During a speech on the Senate floor, Thune said: “We need to ensure that the component parts of our devices – and, critically, the component parts of telecommunications networks, like cell towers and the small cells that will be required for 5G – are secure.”
He referenced Wednesday’s Senate Energy and Commerce Committee hearing on 5G network supply chain security in which experts noted the security risks with 5G networks grow compared to 4G because it means a greater number of connected devices.
“That’s why an essential part of deploying 5G networks has to be looking at how we can mitigate security risks,” he explained. “That means ensuring that 5G equipment comes from trusted vendors. But while some countries have committed to using trusted companies to build out their telecommunications networks, other countries are still planning to make use of Huawei’s technology.” That’s why he introduced legislation to make telecommunications security a key objective when negotiating future trade deals.

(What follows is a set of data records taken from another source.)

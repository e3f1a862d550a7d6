use clap::{ArgAction, Parser};
use log::LevelFilter;

pub const DEFAULT_CONTROL_PORT: u16 = 3333;

/// Bump-in-the-wire proxy that manipulates TCP acknowledgments between two
/// interfaces.
#[derive(Parser, Debug)]
#[command(version, about, long_about = None)]
pub struct Cli {
    /// Interfaces to bridge: first the one facing the connection initiator,
    /// then the one facing the responder.
    #[arg(
        short = 'i',
        long = "iface",
        value_name = "IFACE",
        required = true,
        num_args = 2,
        action = ArgAction::Append
    )]
    pub ifaces: Vec<String>,

    /// TCP port of the control channel.
    #[arg(short, long, default_value_t = DEFAULT_CONTROL_PORT)]
    pub port: u16,

    /// More output per occurrence (-v info, -vv debug, -vvv trace).
    #[arg(short, long, action = ArgAction::Count)]
    pub verbose: u8,

    /// Seconds between connection summaries; 0 disables them.
    #[arg(long, value_name = "SECS", default_value_t = 0)]
    pub stats_interval: u64,
}

impl Cli {
    pub fn log_level(&self) -> LevelFilter {
        match self.verbose {
            0 => LevelFilter::Warn,
            1 => LevelFilter::Info,
            2 => LevelFilter::Debug,
            _ => LevelFilter::Trace,
        }
    }
}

Sens. Debbie Stabenow (D-MI), Deb Fischer (R-NE), and Mark Warner (D-VA) co-sponsor the bill. It would amend the 2015 Trade Promotion Authority, which is in effect until July 1, 2021, to include a negotiating objective related to the security of communications networks. While the bill does not name specific state-owned companies, it would direct the executive branch to ensure that the equipment and technology that are used to create the global communications infrastructure are not compromised.
It would achieve that goal by addressing barriers to the security of communications networks and supply chains and unfair trade practices of state-owned or state-controlled communications equipment suppliers in new trade agreements. Confronting these issues, which this legislation requires, is critical as the United States begins formal trade talks with the United Kingdom and other allies, according to Thune and the other lawmakers.